Some say food cravings are our body’s way of telling us the nutrients are lacking, however, I’m pretty sure my body is not lacking in bagels and cream cheese, so I’ve come up with some ways to keep those hankerings at bay.


1. Give it time

Sometimes foods will pop into my brain like memories from my past. And that’s no exaggeration. This morning, I randomly thought about Skittles and could vividly remember the taste of the colorful candy on my tongue. They were one of my favorite candies as a kid, but mind you, I probably haven’t eaten a Skittle in more than a decade.

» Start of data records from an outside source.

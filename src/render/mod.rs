//! Rendering artifacts consumed by the display layer.
//!
//! The engine never draws; it hands the renderer two read-only views:
//! the tinted RGBA overlay of the label map produced here, and the
//! vector outline produced by `selection::outline`.

pub mod colormap;
pub mod overlay;

pub use colormap::Colormap;
pub use overlay::colorize_labels;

Had a bag been in front of me when I had this random thought, I may have bought it, but instead, I gave it a little time, and sure enough, the craving passed.

2. Give in once in a while

With the above said, it’s also not realistic to totally ignore cravings.

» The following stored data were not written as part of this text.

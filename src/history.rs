//! Bounded undo/redo history of selection snapshots.
//!
//! A cursor-based snapshot log: appending while the cursor is not at the
//! tail discards the redo branch first, and exceeding the capacity
//! evicts the oldest entry ring-buffer style, shifting the cursor so it
//! keeps naming the same logical snapshot. The log is never empty; it
//! always holds at least the state captured at the last reset.

use std::collections::VecDeque;

use ndarray::Array2;

/// One immutable copy of the selection mask.
pub type Snapshot = Array2<bool>;

pub struct HistoryStack {
    entries: VecDeque<Snapshot>,
    cursor: usize,
    capacity: usize,
}

impl HistoryStack {
    /// Create a history seeded with `initial`. `capacity` must be at
    /// least 1.
    pub fn new(initial: Snapshot, capacity: usize) -> Self {
        assert!(capacity >= 1, "history capacity must be positive");
        let mut entries = VecDeque::with_capacity(capacity + 1);
        entries.push_back(initial);
        Self {
            entries,
            cursor: 0,
            capacity,
        }
    }

    /// Record a new snapshot after a mutation.
    ///
    /// Any redo branch beyond the cursor is discarded first. If the log
    /// would exceed its capacity, the oldest entry is evicted.
    pub fn append(&mut self, snapshot: Snapshot) {
        self.entries.truncate(self.cursor + 1);
        self.entries.push_back(snapshot);
        if self.entries.len() > self.capacity {
            self.entries.pop_front();
        }
        self.cursor = self.entries.len() - 1;
    }

    /// Step back one snapshot, or report that nothing is left to undo.
    pub fn undo(&mut self) -> Option<&Snapshot> {
        if self.cursor == 0 {
            log::warn!("nothing to undo");
            return None;
        }
        self.cursor -= 1;
        Some(&self.entries[self.cursor])
    }

    /// Step forward one snapshot, or report that nothing is left to redo.
    pub fn redo(&mut self) -> Option<&Snapshot> {
        if self.cursor + 1 >= self.entries.len() {
            log::warn!("nothing to redo");
            return None;
        }
        self.cursor += 1;
        Some(&self.entries[self.cursor])
    }

    /// Drop everything and restart from a single snapshot.
    pub fn clear(&mut self, initial: Snapshot) {
        self.entries.clear();
        self.entries.push_back(initial);
        self.cursor = 0;
    }

    /// Snapshot currently under the cursor.
    pub fn current(&self) -> &Snapshot {
        &self.entries[self.cursor]
    }

    pub fn len(&self) -> usize {
        self.entries.len()
    }

    pub fn is_empty(&self) -> bool {
        // The log is never empty by construction.
        false
    }

    pub fn cursor(&self) -> usize {
        self.cursor
    }

    pub fn capacity(&self) -> usize {
        self.capacity
    }
}

#[cfg(test)]
mod tests {
    use super::*;

    /// A 1x1 snapshot tagged by value so entries are distinguishable.
    fn snap(v: bool) -> Snapshot {
        Array2::from_elem((1, 1), v)
    }

    fn snap_n(n: usize) -> Snapshot {
        // Encode n in the mask length to tell snapshots apart.
        Array2::from_elem((1, n + 1), true)
    }

    #[test]
    fn test_undo_redo_round_trip() {
        let mut history = HistoryStack::new(snap(false), 10);
        for i in 0..5 {
            history.append(snap_n(i));
        }

        for _ in 0..5 {
            assert!(history.undo().is_some());
        }
        assert_eq!(history.current(), &snap(false));
        assert!(history.undo().is_none(), "at the initial state");

        for i in 0..5 {
            let restored = history.redo().expect("redo available");
            assert_eq!(restored, &snap_n(i));
        }
        assert!(history.redo().is_none(), "at the tail");
    }

    #[test]
    fn test_append_discards_redo_branch() {
        let mut history = HistoryStack::new(snap(false), 10);
        history.append(snap_n(0));
        history.append(snap_n(1));
        history.append(snap_n(2));

        history.undo();
        history.undo();
        assert_eq!(history.current(), &snap_n(0));

        history.append(snap_n(9));
        assert!(history.redo().is_none(), "redo branch was discarded");
        assert_eq!(history.len(), 3); // initial, n0, n9
        assert_eq!(history.current(), &snap_n(9));
    }

    #[test]
    fn test_capacity_evicts_oldest() {
        let capacity = 4;
        let mut history = HistoryStack::new(snap(false), capacity);

        // capacity + 1 appends on top of the initial entry.
        for i in 0..=capacity {
            history.append(snap_n(i));
        }

        assert_eq!(history.len(), capacity);
        assert!(history.cursor() < history.len());
        assert_eq!(history.current(), &snap_n(capacity));

        // Walk back to the oldest survivor: the second snapshot ever
        // appended (the initial entry and the first append were evicted).
        while history.cursor() > 0 {
            history.undo();
        }
        assert_eq!(history.current(), &snap_n(1));
    }

    #[test]
    fn test_cursor_still_names_same_entry_after_eviction() {
        let mut history = HistoryStack::new(snap(false), 3);
        history.append(snap_n(0));
        history.append(snap_n(1));
        history.undo(); // cursor on n0
        assert_eq!(history.current(), &snap_n(0));

        // Appending discards n1, pushes n2; no eviction needed yet.
        history.append(snap_n(2));
        assert_eq!(history.current(), &snap_n(2));
        history.undo();
        assert_eq!(history.current(), &snap_n(0));
    }

    #[test]
    fn test_clear_resets_to_single_entry() {
        let mut history = HistoryStack::new(snap(false), 5);
        history.append(snap_n(0));
        history.append(snap_n(1));

        history.clear(snap(true));
        assert_eq!(history.len(), 1);
        assert_eq!(history.cursor(), 0);
        assert_eq!(history.current(), &snap(true));
        assert!(history.undo().is_none());
        assert!(history.redo().is_none());
    }

    #[test]
    #[should_panic]
    fn test_zero_capacity_rejected() {
        let _ = HistoryStack::new(snap(false), 0);
    }
}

For me personally, it’s better to give in once in a while than to avoid something altogether. Sometimes when I do that craving come back with a vengeance and I’ll end up eating too much of that not-so-good thing.

3. Look for healthier alternatives

As I’ve mentioned, I’ve been loving bagels with cream cheese. They’re bready and fairly bland, and that’s pretty much what I’ve been preferring lately. So after indulging in a few too many Dunkin Donuts everything bagels very early on in pregnancy, I decided I needed to nip my craving in the bud.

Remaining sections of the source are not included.